Por fim, frisa-se que os agentes políticos (Governador, Secretários de Estado e Deputados) encontram-se submetidos a um regime peculiar de dupla responsabilização, na linha da jurisprudência do Supremo Tribunal Federal:
Ementa: Direito Constitucional. Agravo Regimental em Petição. Sujeição dos Agentes Políticos a Duplo Regime Sancionatório em Matéria de Improbidade. Impossibilidade de Extensão do Foro por Prerrogativa de Função à Ação de Improbidade Administrativa. 1. Os agentes políticos, com exceção do Presidente da República, encontram-se sujeitos a um duplo regime sancionatório, de modo que se submetem tanto à responsabilização civil pelos atos de improbidade administrativa, quanto à responsabilização político-administrativa por crimes de responsabilidade. Não há qualquer impedimento à concorrência de esferas de responsabilização distintas, de modo que carece de fundamento constitucional a tentativa de imunizar os agentes políticos das sanções da ação de improbidade administrativa, a pretexto de que estas seriam absorvidas pelo crime de responsabilidade. A única exceção ao duplo regime sancionatório em matéria de improbidade se refere aos atos praticados pelo Presidente da República, conforme previsão do art. 85, V, da Constituição. 2. O foro especial por prerrogativa de função previsto na Constituição Federal em relação às infrações penais comuns não é extensível às ações de improbidade administrativa, de natureza civil. Em primeiro lugar, o foro privilegiado é destinado a abarcar apenas as infrações penais. A suposta gravidade das sanções previstas no art. 37, § 4º, da Constituição, não reveste a ação de improbidade administrativa de natureza penal. Em segundo lugar, o foro privilegiado submete-se a regime de direito estrito, já que representa exceção aos princípios estruturantes da igualdade e da república. Não comporta, portanto, ampliação a hipóteses não expressamente previstas no texto constitucional. E isso especialmente porque, na hipótese, não há lacuna constitucional, mas legítima opção do poder constituinte originário em não instituir foro privilegiado para o processo e julgamento de agentes políticos pela prática de atos de improbidade na esfera civil. Por fim, a fixação de competência para julgar a ação de improbidade no 1o grau de jurisdição, além de constituir fórmula mais republicana, é atenta às capacidades institucionais dos diferentes graus de jurisdição para a realização da instrução processual, de modo a promover maior eficiência no combate à corrupção e na proteção à moralidade administrativa. 3. Agravo regimental a que se nega provimento.

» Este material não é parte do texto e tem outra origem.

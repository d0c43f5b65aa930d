//! Text measurement and font shrink-to-fit.

use crate::error::{GaugeError, Result};
use crate::geometry::Rect;
use rusttype::{point, Font, PositionedGlyph, Scale};
use std::path::Path;
use tracing::debug;

/// Tick labels never shrink below this size.
pub const MIN_FONT_SIZE: f64 = 10.0;
/// Starting size for the central value label when the slot is shorter.
pub const CENTRAL_FONT_FLOOR: f64 = 24.0;

#[derive(Debug, Clone, Copy, PartialEq, Default)]
pub struct TextExtent {
    pub width: f64,
    pub height: f64,
}

/// Measures rendered text at a given pixel size.
pub trait TextMeasure {
    fn measure(&self, text: &str, size: f64) -> TextExtent;
}

/// A loaded TrueType/OpenType font.
#[derive(Clone)]
pub struct FontFace {
    font: Font<'static>,
}

impl std::fmt::Debug for FontFace {
    fn fmt(&self, f: &mut std::fmt::Formatter<'_>) -> std::fmt::Result {
        f.debug_struct("FontFace")
            .field("glyphs", &self.font.glyph_count())
            .finish()
    }
}

impl FontFace {
    pub fn from_bytes(data: Vec<u8>) -> Result<Self> {
        Font::try_from_vec(data)
            .map(|font| Self { font })
            .ok_or_else(|| GaugeError::Font("font data is not a valid TrueType/OpenType font".into()))
    }

    pub fn from_file(path: impl AsRef<Path>) -> Result<Self> {
        let data = std::fs::read(path.as_ref())?;
        Self::from_bytes(data)
    }

    pub fn font(&self) -> &Font<'static> {
        &self.font
    }
}

impl TextMeasure for FontFace {
    fn measure(&self, text: &str, size: f64) -> TextExtent {
        let scale = Scale::uniform(size as f32);
        let v_metrics = self.font.v_metrics(scale);
        let glyphs: Vec<PositionedGlyph> = self.font.layout(text, scale, point(0.0, 0.0)).collect();
        let (min_x, max_x) = glyphs
            .iter()
            .filter_map(|g| g.pixel_bounding_box())
            .fold((i32::MAX, i32::MIN), |(min_x, max_x), bb| {
                (min_x.min(bb.min.x), max_x.max(bb.max.x))
            });
        let width = if min_x < max_x {
            (max_x - min_x) as f64
        } else {
            // whitespace-only text has no bounding boxes
            glyphs
                .last()
                .map(|g| (g.position().x + g.unpositioned().h_metrics().advance_width) as f64)
                .unwrap_or(0.0)
        };
        TextExtent {
            width,
            height: (v_metrics.ascent - v_metrics.descent) as f64,
        }
    }
}

/// Fixed-advance estimate used when no font is loaded.
#[derive(Debug, Clone, Copy)]
pub struct ApproxMetrics {
    pub advance: f64,
    pub line_height: f64,
}

impl Default for ApproxMetrics {
    fn default() -> Self {
        Self {
            advance: 0.6,
            line_height: 1.0,
        }
    }
}

impl TextMeasure for ApproxMetrics {
    fn measure(&self, text: &str, size: f64) -> TextExtent {
        TextExtent {
            width: text.chars().count() as f64 * self.advance * size,
            height: self.line_height * size,
        }
    }
}

/// Arc length consumed by `count` labels centered on their ticks.
///
/// Labels are modelled as `count - 1` slots of the widest label plus a gap
/// between inner neighbours, so the result goes to zero or below for one label.
pub fn arc_labels_width(count: usize, widest: f64, gap: f64) -> f64 {
    let count = count as f64;
    (count - 1.0) * widest + gap * (count - 2.0)
}

#[derive(Debug, Clone, Copy, PartialEq)]
pub struct FontFit {
    pub size: f64,
    /// Number of shrink steps taken.
    pub steps: usize,
    pub fits: bool,
}

/// Shrinks the tick label font until the labels fit `radius × (sweep + adjust)`.
pub fn fit_tick_font(
    measure: &dyn TextMeasure,
    labels: &[String],
    start_size: f64,
    radius: f64,
    sweep: f64,
    adjust: f64,
    gap: f64,
) -> FontFit {
    let range_length = radius * (sweep + adjust);
    let mut size = start_size.max(MIN_FONT_SIZE);
    let mut steps = 0;
    loop {
        let widest = labels
            .iter()
            .map(|l| measure.measure(l, size).width)
            .fold(0.0, f64::max);
        let needed = arc_labels_width(labels.len(), widest, gap);
        let fits = needed <= range_length;
        if fits || size <= MIN_FONT_SIZE {
            debug!(size, steps, needed, range_length, "tick font fitted");
            return FontFit { size, steps, fits };
        }
        size = (size - 1.0).max(MIN_FONT_SIZE);
        steps += 1;
    }
}

/// Fits the central value label into `slot`, then applies `font_scale`.
pub fn fit_central_font(measure: &dyn TextMeasure, text: &str, slot: Rect, font_scale: f64) -> f64 {
    let mut size = CENTRAL_FONT_FLOOR.max(slot.height);
    loop {
        let extent = measure.measure(text, size);
        if (extent.width <= slot.width - 2.0 && extent.height <= slot.height) || size <= 1.0 {
            break;
        }
        size = (size - 1.0).max(1.0);
    }
    size * font_scale
}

(Pet 3240 AgR, Relator(a): TEORI ZAVASCKI, Relator(a) p/ Acórdão: ROBERTO BARROSO, Tribunal Pleno, julgado em 10/05/2018, ACÓRDÃO ELETRÔNICO DJe-171 DIVULG 21-08-2018 PUBLIC 22-08-2018).
Isto posto, não se revela compatível com o ordenamento jurídico pátrio a imposição de sanções de caráter meramente administrativo, especialmente quando as penalidades da proposta em apreço sobrepõem-se – inclusive de forma mais gravosa – às penas constantes no art. 12 da Lei Federal nº 8.429/1992.
Diante do exposto, opina-se pela rejeição, por vício de inconstitucionalidade, do Projeto de Lei Ordinária nº 634/2023, de autoria do Deputado Abimael Santos.
É o Parecer do Relator.
3. CONCLUSÃO DA COMISSÃO
Tendo em vista as considerações expendidas pelo relator, o parecer desta Comissão de Constituição, Legislação e Justiça, por seus membros infra-assinados, é pela rejeição, por vício de inconstitucionalidade, do Projeto de Lei Ordinária nº 634/2023, de autoria do Deputado Abimael Santos.